( When the party is over – Billie Eilish; Dynasty – MIIA, This Year’s Love – David Gray)

— E agora você sabe tudo. – Kovu soltou.

Ela o encarava, os dois estavam perdidos e com medo. Ambos prendiam a respiração, Kiara foi a primeira a soltá-la e caiu no chão, estava tonta. Kovu pela primeira vez em sua vida aparentou ansiedade, aguardando a reação de Kiara. Ele esperava nojo, raiva, até a própria morte, mas apenas encontrou decepção.

— Kiara, eu não o matei, eu-

— Mas iria matar, não é? – ela sussurrou sem forças. – O que teria acontecido se minha mãe não tivesse entrado no quarto, Kovu? Você teria o empurrado? – sua boca estava seca, havia um nó tão grande que pensava que jamais conseguiria engolir qualquer coisa outra vez. Eles não ousavam piscar. – Teria, Kovu?

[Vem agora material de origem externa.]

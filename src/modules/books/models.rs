use serde::{de, Deserialize, Deserializer, Serialize};
use serde_json::Value;
use time::OffsetDateTime;

use super::store::BookError;

/// A catalogued book as stored and returned by the API.
#[derive(Debug, Clone, PartialEq, Serialize)]
#[serde(rename_all = "camelCase")]
pub struct Book {
    /// Unique identifier, generated on creation
    pub id: String,
    pub name: String,
    pub year: i32,
    pub author: String,
    pub summary: String,
    pub publisher: String,
    /// Total number of pages
    pub page_count: u32,
    /// Pages read so far, never above `page_count`
    pub read_page: u32,
    /// `read_page == page_count` as of the last write
    pub finished: bool,
    /// Whether the book is currently being read
    pub reading: bool,
    #[serde(with = "iso8601_millis")]
    pub inserted_at: OffsetDateTime,
    #[serde(with = "iso8601_millis")]
    pub updated_at: OffsetDateTime,
}

impl Book {
    pub(crate) fn new(id: String, fields: BookFields, now: OffsetDateTime) -> Self {
        Self {
            id,
            name: fields.name,
            year: fields.year,
            author: fields.author,
            summary: fields.summary,
            publisher: fields.publisher,
            page_count: fields.page_count,
            read_page: fields.read_page,
            finished: fields.read_page == fields.page_count,
            reading: fields.reading,
            inserted_at: now,
            updated_at: now,
        }
    }

    /// Replace every caller-owned field, leaving `id` and `inserted_at` alone.
    pub(crate) fn apply(&mut self, fields: BookFields, now: OffsetDateTime) {
        self.finished = fields.read_page == fields.page_count;
        self.name = fields.name;
        self.year = fields.year;
        self.author = fields.author;
        self.summary = fields.summary;
        self.publisher = fields.publisher;
        self.page_count = fields.page_count;
        self.read_page = fields.read_page;
        self.reading = fields.reading;
        self.updated_at = now;
    }

    pub fn to_summary(&self) -> BookSummary {
        BookSummary {
            id: self.id.clone(),
            name: self.name.clone(),
            publisher: self.publisher.clone(),
        }
    }
}

/// Reduced view returned when listing books.
#[derive(Debug, Clone, PartialEq, Eq, Serialize)]
pub struct BookSummary {
    pub id: String,
    pub name: String,
    pub publisher: String,
}

/// Request body for creating or replacing a book.
///
/// Only `name` is optional at this level so that a missing name surfaces as a
/// domain failure instead of a deserialization error. Falsy JSON values
/// (`null`, `false`, `0`, `""`) count as missing.
#[derive(Debug, Clone, Default, Deserialize)]
#[serde(rename_all = "camelCase", default)]
pub struct BookPayload {
    #[serde(deserialize_with = "falsy_as_none")]
    pub name: Option<String>,
    pub year: i32,
    pub author: String,
    pub summary: String,
    pub publisher: String,
    pub page_count: u32,
    pub read_page: u32,
    pub reading: bool,
}

impl BookPayload {
    /// Check the payload and hand back the fields ready to be written.
    pub fn validate(self) -> Result<BookFields, BookError> {
        let name = self
            .name
            .filter(|name| !name.is_empty())
            .ok_or(BookError::MissingName)?;

        if self.read_page > self.page_count {
            return Err(BookError::ReadPageExceedsPageCount {
                read_page: self.read_page,
                page_count: self.page_count,
            });
        }

        Ok(BookFields {
            name,
            year: self.year,
            author: self.author,
            summary: self.summary,
            publisher: self.publisher,
            page_count: self.page_count,
            read_page: self.read_page,
            reading: self.reading,
        })
    }
}

fn falsy_as_none<'de, D>(deserializer: D) -> Result<Option<String>, D::Error>
where
    D: Deserializer<'de>,
{
    match Option::<Value>::deserialize(deserializer)? {
        None | Some(Value::Null) | Some(Value::Bool(false)) => Ok(None),
        Some(Value::Number(n)) if n.as_f64() == Some(0.0) => Ok(None),
        Some(Value::String(name)) if name.is_empty() => Ok(None),
        Some(Value::String(name)) => Ok(Some(name)),
        Some(other) => Err(de::Error::invalid_type(
            de::Unexpected::Other(&other.to_string()),
            &"a string",
        )),
    }
}

/// Validated field values; only obtainable through [`BookPayload::validate`].
#[derive(Debug, Clone)]
pub struct BookFields {
    name: String,
    year: i32,
    author: String,
    summary: String,
    publisher: String,
    page_count: u32,
    read_page: u32,
    reading: bool,
}

/// Serializes timestamps as `2024-01-01T00:00:00.000Z`.
mod iso8601_millis {
    use serde::Serializer;
    use time::{macros::format_description, OffsetDateTime, UtcOffset};

    pub fn serialize<S>(value: &OffsetDateTime, serializer: S) -> Result<S::Ok, S::Error>
    where
        S: Serializer,
    {
        let formatted = value
            .to_offset(UtcOffset::UTC)
            .format(format_description!(
                "[year]-[month]-[day]T[hour]:[minute]:[second].[subsecond digits:3]Z"
            ))
            .map_err(serde::ser::Error::custom)?;
        serializer.serialize_str(&formatted)
    }
}

#[cfg(test)]
mod tests {
    use super::*;
    use serde_json::json;
    use time::macros::datetime;

    fn payload(name: Option<&str>, page_count: u32, read_page: u32) -> BookPayload {
        BookPayload {
            name: name.map(str::to_string),
            page_count,
            read_page,
            ..BookPayload::default()
        }
    }

    #[test]
    fn missing_fields_default_except_name() {
        let payload: BookPayload = serde_json::from_value(json!({"pageCount": 10})).unwrap();
        assert_eq!(payload.name, None);
        assert_eq!(payload.page_count, 10);
        assert_eq!(payload.read_page, 0);
        assert!(!payload.reading);
    }

    #[test]
    fn falsy_names_read_as_missing() {
        for name in [json!(null), json!(false), json!(0), json!(0.0), json!("")] {
            let payload: BookPayload =
                serde_json::from_value(json!({"name": name, "pageCount": 1})).unwrap();
            assert_eq!(payload.name, None, "name {name} should be missing");
            assert!(matches!(payload.validate(), Err(BookError::MissingName)));
        }
    }

    #[test]
    fn truthy_non_string_name_is_not_a_payload() {
        let parsed = serde_json::from_value::<BookPayload>(json!({"name": true}));
        assert!(parsed.is_err());
    }

    #[test]
    fn negative_page_count_is_not_a_payload() {
        let parsed = serde_json::from_value::<BookPayload>(json!({"name": "A", "pageCount": -1}));
        assert!(parsed.is_err());
    }

    #[test]
    fn validate_rejects_missing_and_empty_name() {
        assert!(matches!(
            payload(None, 10, 0).validate(),
            Err(BookError::MissingName)
        ));
        assert!(matches!(
            payload(Some(""), 10, 0).validate(),
            Err(BookError::MissingName)
        ));
    }

    #[test]
    fn name_is_checked_before_page_counts() {
        assert!(matches!(
            payload(None, 10, 20).validate(),
            Err(BookError::MissingName)
        ));
    }

    #[test]
    fn validate_rejects_read_page_past_page_count() {
        assert!(matches!(
            payload(Some("A"), 10, 11).validate(),
            Err(BookError::ReadPageExceedsPageCount {
                read_page: 11,
                page_count: 10
            })
        ));
    }

    #[test]
    fn serializes_camel_case_with_millisecond_timestamps() {
        let now = datetime!(2024-03-05 07:08:09.123456 UTC);
        let fields = payload(Some("Buku A"), 100, 40).validate().unwrap();
        let book = Book::new("abcdefghijklmnop".to_string(), fields, now);

        let value = serde_json::to_value(&book).unwrap();
        assert_eq!(value["pageCount"], 100);
        assert_eq!(value["readPage"], 40);
        assert_eq!(value["finished"], false);
        assert_eq!(value["insertedAt"], "2024-03-05T07:08:09.123Z");
        assert_eq!(value["updatedAt"], "2024-03-05T07:08:09.123Z");
    }

    #[test]
    fn summary_projects_three_fields() {
        let fields = payload(Some("Buku A"), 1, 1).validate().unwrap();
        let book = Book::new("id".to_string(), fields, datetime!(2024-01-01 0:00 UTC));

        let value = serde_json::to_value(book.to_summary()).unwrap();
        assert_eq!(value, json!({"id": "id", "name": "Buku A", "publisher": ""}));
    }
}
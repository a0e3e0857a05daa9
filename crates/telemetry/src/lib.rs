//! Logging and tracing bootstrap.

use anyhow::anyhow;
use bookshelf_kernel::settings::{LogFormat, TelemetrySettings};
use tracing_subscriber::EnvFilter;

/// Build the filter from `RUST_LOG`, falling back to the configured directive.
pub fn env_filter(settings: &TelemetrySettings) -> anyhow::Result<EnvFilter> {
    match EnvFilter::try_from_default_env() {
        Ok(filter) => Ok(filter),
        Err(_) => EnvFilter::try_new(&settings.log_filter)
            .map_err(|e| anyhow!("invalid log filter '{}': {}", settings.log_filter, e)),
    }
}

/// Install the global tracing subscriber.
///
/// Calling this more than once is harmless: later calls leave the first
/// subscriber in place.
pub fn init(settings: &TelemetrySettings) -> anyhow::Result<()> {
    let filter = env_filter(settings)?;
    let builder = tracing_subscriber::fmt().with_env_filter(filter);

    let installed = match settings.log_format {
        LogFormat::Pretty => builder.try_init().is_ok(),
        LogFormat::Json => builder.json().try_init().is_ok(),
    };

    if installed {
        tracing::info!(
            target: "bookshelf-telemetry",
            format = ?settings.log_format,
            filter = %settings.log_filter,
            "telemetry initialized"
        );
    }

    Ok(())
}

#[cfg(test)]
mod tests {
    use super::*;

    #[test]
    fn rejects_malformed_filter() {
        let settings = TelemetrySettings {
            log_format: LogFormat::Pretty,
            log_filter: "bookshelf=loudest".to_string(),
        };
        if std::env::var("RUST_LOG").is_err() {
            assert!(env_filter(&settings).is_err());
        }
    }

    #[test]
    fn init_twice_is_harmless() {
        let settings = TelemetrySettings::default();
        init(&settings).unwrap();
        init(&settings).unwrap();
    }
}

— O que importa, Kiara? – ele retrucou. – Eu não o empurrei no final das contas, o destino levou Simba, você não vê? Se sei pai estivesse vivo, os exila-

— Não tente me manipular a ver as coisas do seu modo, Kovu! – a rainha se descontrolou, o olhar raivoso. Agora ela podia perceber o mestre de fantoches e como ele trabalhava com suas cordas invisíveis. Porém, bastava. Basta! Ela não era mais nenhuma criança. – Responda: empurraria ou não?

— E-eu... Não... – o exilado passou a mão pelo cabelo, nervoso e depois segurou na grade. – Não sei, Kiara. Não posso ter certeza. Não sei o que eu teria feito na hora, não sei o que eu faria no impulso. Talvez sim, talvez não. Assim como eu o salvei na batalha contra Uchtah em um reflexo, por amor a você, eu poderia tê-lo empurrado para salvar minha vida. – deu uma pausa para que ela absorvesse as palavras. – Porém, não pode julgar um homem por seus desejos e pensamentos. Se vou falar-lhe como minha rainha, suplico que sejais justa ao julgar-me pelo que fiz, e não por minhas intenções.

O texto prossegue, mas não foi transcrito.